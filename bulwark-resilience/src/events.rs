//! Structured circuit breaker events and listeners

use chrono::{DateTime, Utc};
use parking_lot::{Mutex, RwLock};
use serde::{Deserialize, Serialize};
use std::collections::VecDeque;
use std::sync::atomic::{AtomicBool, Ordering};
use std::sync::Arc;

/// Type of a breaker event
#[derive(Debug, Clone, Copy, PartialEq, Eq, Hash, Serialize, Deserialize)]
#[serde(rename_all = "kebab-case")]
pub enum BreakerEventKind {
    /// Circuit transitioned to open
    Open,
    /// Circuit transitioned to closed
    Close,
    /// Circuit transitioned to half-open
    HalfOpen,
    /// A call completed and counted as a success
    Success,
    /// A call completed and counted as a failure
    Failure,
    /// A call was short-circuited without running the operation
    Rejected,
}

impl std::fmt::Display for BreakerEventKind {
    fn fmt(&self, f: &mut std::fmt::Formatter<'_>) -> std::fmt::Result {
        match self {
            BreakerEventKind::Open => write!(f, "open"),
            BreakerEventKind::Close => write!(f, "close"),
            BreakerEventKind::HalfOpen => write!(f, "half-open"),
            BreakerEventKind::Success => write!(f, "success"),
            BreakerEventKind::Failure => write!(f, "failure"),
            BreakerEventKind::Rejected => write!(f, "rejected"),
        }
    }
}

/// Counter snapshot taken when an event is emitted
#[derive(Debug, Clone, Copy, PartialEq, Eq, Default, Serialize, Deserialize)]
pub struct BreakerCounters {
    pub failure_count: u32,
    pub success_count: u32,
    pub consecutive_failures: u32,
    pub total_requests: u64,
    pub total_failures: u64,
    pub total_rejected: u64,
}

/// Event emitted by a circuit breaker
#[derive(Debug, Clone, PartialEq, Serialize, Deserialize)]
pub struct BreakerEvent {
    #[serde(rename = "type")]
    pub kind: BreakerEventKind,
    pub name: String,
    pub timestamp: DateTime<Utc>,
    pub counters: BreakerCounters,
}

impl BreakerEvent {
    pub fn new(kind: BreakerEventKind, name: impl Into<String>, counters: BreakerCounters) -> Self {
        Self {
            kind,
            name: name.into(),
            timestamp: Utc::now(),
            counters,
        }
    }

    /// Whether this event reports a state transition
    pub fn is_transition(&self) -> bool {
        matches!(
            self.kind,
            BreakerEventKind::Open | BreakerEventKind::Close | BreakerEventKind::HalfOpen
        )
    }
}

/// Receiver of breaker events.
///
/// Listeners are invoked synchronously after the breaker has released its
/// state lock, so a listener may query the breaker that notified it. Events
/// reach every listener in the order the breaker produced them, even when
/// several threads drive the breaker at once.
pub trait BreakerListener: Send + Sync {
    fn on_event(&self, event: &BreakerEvent);
}

impl<F> BreakerListener for F
where
    F: Fn(&BreakerEvent) + Send + Sync,
{
    fn on_event(&self, event: &BreakerEvent) {
        self(event)
    }
}

/// Ordered fan-out of breaker events to listeners.
///
/// Events are queued while the breaker still holds its state lock, so the
/// queue order is the order of state changes. Delivery happens outside that
/// lock, one thread at a time: whichever caller finds the queue idle drains
/// it, and everyone else leaves their events to that drainer. Events a
/// listener causes by calling back into the breaker are delivered after the
/// listener returns.
#[derive(Default)]
pub(crate) struct EventDispatcher {
    listeners: RwLock<Vec<Arc<dyn BreakerListener>>>,
    pending: Mutex<VecDeque<BreakerEvent>>,
    draining: AtomicBool,
}

/// Clears the drain flag even if a listener panics
struct DrainGuard<'a>(&'a AtomicBool);

impl Drop for DrainGuard<'_> {
    fn drop(&mut self) {
        self.0.store(false, Ordering::SeqCst);
    }
}

impl EventDispatcher {
    pub(crate) fn add_listener(&self, listener: Arc<dyn BreakerListener>) {
        self.listeners.write().push(listener);
    }

    pub(crate) fn set_listeners(&self, listeners: Vec<Arc<dyn BreakerListener>>) {
        *self.listeners.write() = listeners;
    }

    /// Queue events. Call while holding the lock that ordered them.
    pub(crate) fn enqueue(&self, events: Vec<BreakerEvent>) {
        if !events.is_empty() {
            self.pending.lock().extend(events);
        }
    }

    /// Deliver queued events unless another caller is already doing so
    pub(crate) fn drain(&self) {
        loop {
            if self.draining.swap(true, Ordering::SeqCst) {
                return;
            }
            {
                let _guard = DrainGuard(&self.draining);
                loop {
                    let next = self.pending.lock().pop_front();
                    let Some(event) = next else { break };
                    let listeners = self.listeners.read().clone();
                    for listener in listeners.iter() {
                        listener.on_event(&event);
                    }
                }
            }
            // An event queued after the last pop but before the flag cleared
            // found the drainer busy and is still waiting.
            if self.pending.lock().is_empty() {
                return;
            }
        }
    }
}

/// Listener that forwards events to the `log` facade
#[derive(Debug, Default, Clone, Copy)]
pub struct LogListener;

impl BreakerListener for LogListener {
    fn on_event(&self, event: &BreakerEvent) {
        match event.kind {
            BreakerEventKind::Open => log::warn!(
                "Circuit breaker '{}' opened after {} failures",
                event.name,
                event.counters.failure_count
            ),
            BreakerEventKind::Close => {
                log::info!("Circuit breaker '{}' closed", event.name)
            }
            BreakerEventKind::HalfOpen => {
                log::info!("Circuit breaker '{}' half-open, probing", event.name)
            }
            BreakerEventKind::Rejected => log::debug!(
                "Circuit breaker '{}' rejected call ({} rejected so far)",
                event.name,
                event.counters.total_rejected
            ),
            BreakerEventKind::Success | BreakerEventKind::Failure => log::trace!(
                "Circuit breaker '{}' recorded {}",
                event.name,
                event.kind
            ),
        }
    }
}

#[cfg(test)]
mod tests {
    use super::*;

    #[test]
    fn test_event_serializes_with_type_tag() {
        let event = BreakerEvent::new(
            BreakerEventKind::HalfOpen,
            "warehouse",
            BreakerCounters {
                failure_count: 2,
                ..Default::default()
            },
        );

        let json = serde_json::to_value(&event).unwrap();
        assert_eq!(json["type"], "half-open");
        assert_eq!(json["name"], "warehouse");
        assert_eq!(json["counters"]["failure_count"], 2);
        assert!(event.is_transition());
    }

    #[test]
    fn test_closure_listener() {
        let seen = std::sync::Mutex::new(Vec::new());
        let listener = |event: &BreakerEvent| seen.lock().unwrap().push(event.kind);

        listener.on_event(&BreakerEvent::new(
            BreakerEventKind::Failure,
            "db",
            BreakerCounters::default(),
        ));

        assert_eq!(*seen.lock().unwrap(), vec![BreakerEventKind::Failure]);
    }

    #[test]
    fn test_dispatcher_delivers_listener_raised_events_afterwards() {
        let dispatcher = Arc::new(EventDispatcher::default());
        let log = Arc::new(Mutex::new(Vec::new()));

        let inner = dispatcher.clone();
        let seen = log.clone();
        dispatcher.add_listener(Arc::new(move |event: &BreakerEvent| {
            seen.lock().push(format!("enter {}", event.kind));
            if event.kind == BreakerEventKind::Failure {
                inner.enqueue(vec![BreakerEvent::new(
                    BreakerEventKind::Open,
                    "db",
                    BreakerCounters::default(),
                )]);
                inner.drain();
            }
            seen.lock().push(format!("exit {}", event.kind));
        }));

        dispatcher.enqueue(vec![BreakerEvent::new(
            BreakerEventKind::Failure,
            "db",
            BreakerCounters::default(),
        )]);
        dispatcher.drain();

        assert_eq!(
            *log.lock(),
            vec!["enter failure", "exit failure", "enter open", "exit open"]
        );
    }
}
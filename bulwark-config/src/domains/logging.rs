//! Logging configuration

use serde::{Deserialize, Serialize};
use std::str::FromStr;

use crate::error::ConfigResult;
use crate::validation::Validatable;

/// Logging configuration
#[derive(Debug, Clone, PartialEq, Serialize, Deserialize)]
#[serde(default)]
pub struct LoggingConfig {
    /// Log level
    pub level: LogLevel,

    /// Log format
    pub format: LogFormat,

    /// Whether to include source location in logs
    #[serde(default = "crate::domains::utils::default_false")]
    pub include_location: bool,

    /// Whether to colour plain-text output
    #[serde(default = "crate::domains::utils::default_true")]
    pub ansi: bool,
}

/// Log level enumeration
#[derive(Debug, Clone, Copy, PartialEq, Eq, Default, Serialize, Deserialize)]
#[serde(rename_all = "lowercase")]
pub enum LogLevel {
    Error,
    Warn,
    #[default]
    Info,
    Debug,
    Trace,
}

/// Log format enumeration
#[derive(Debug, Clone, Copy, PartialEq, Eq, Default, Serialize, Deserialize)]
#[serde(rename_all = "lowercase")]
pub enum LogFormat {
    Json,
    #[default]
    Text,
}

impl Default for LoggingConfig {
    fn default() -> Self {
        Self {
            level: LogLevel::Info,
            format: LogFormat::Text,
            include_location: false,
            ansi: true,
        }
    }
}

impl LogLevel {
    pub fn as_str(&self) -> &'static str {
        match self {
            LogLevel::Error => "error",
            LogLevel::Warn => "warn",
            LogLevel::Info => "info",
            LogLevel::Debug => "debug",
            LogLevel::Trace => "trace",
        }
    }
}

impl std::fmt::Display for LogLevel {
    fn fmt(&self, f: &mut std::fmt::Formatter<'_>) -> std::fmt::Result {
        f.write_str(self.as_str())
    }
}

impl FromStr for LogLevel {
    type Err = String;

    fn from_str(s: &str) -> Result<Self, Self::Err> {
        match s.to_lowercase().as_str() {
            "error" => Ok(LogLevel::Error),
            "warn" | "warning" => Ok(LogLevel::Warn),
            "info" => Ok(LogLevel::Info),
            "debug" => Ok(LogLevel::Debug),
            "trace" => Ok(LogLevel::Trace),
            _ => Err(format!("Invalid log level: {}", s)),
        }
    }
}

impl FromStr for LogFormat {
    type Err = String;

    fn from_str(s: &str) -> Result<Self, Self::Err> {
        match s.to_lowercase().as_str() {
            "json" => Ok(LogFormat::Json),
            "text" | "plain" => Ok(LogFormat::Text),
            _ => Err(format!("Invalid log format: {}", s)),
        }
    }
}

impl Validatable for LoggingConfig {
    fn validate(&self) -> ConfigResult<()> {
        if self.format == LogFormat::Json && self.ansi {
            log::debug!("ANSI colours are ignored for JSON log output");
        }
        Ok(())
    }

    fn domain_name(&self) -> &'static str {
        "logging"
    }
}

#[cfg(test)]
mod tests {
    use super::*;

    #[test]
    fn test_parse_level_and_format() {
        assert_eq!("WARNING".parse::<LogLevel>(), Ok(LogLevel::Warn));
        assert_eq!("json".parse::<LogFormat>(), Ok(LogFormat::Json));
        assert!("verbose".parse::<LogLevel>().is_err());
    }

    #[test]
    fn test_partial_yaml_uses_defaults() {
        let config: LoggingConfig = serde_yaml::from_str("level: debug").unwrap();
        assert_eq!(config.level, LogLevel::Debug);
        assert_eq!(config.format, LogFormat::Text);
        assert!(config.ansi);
    }
}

* * * * * * * * *

▸ Task description: Reproduce each line from the records that contains the word "else".

▸ Solution:
/// it, and everyone else leaves their events to that drainer. Events a
                    let Some(event) = next else { break };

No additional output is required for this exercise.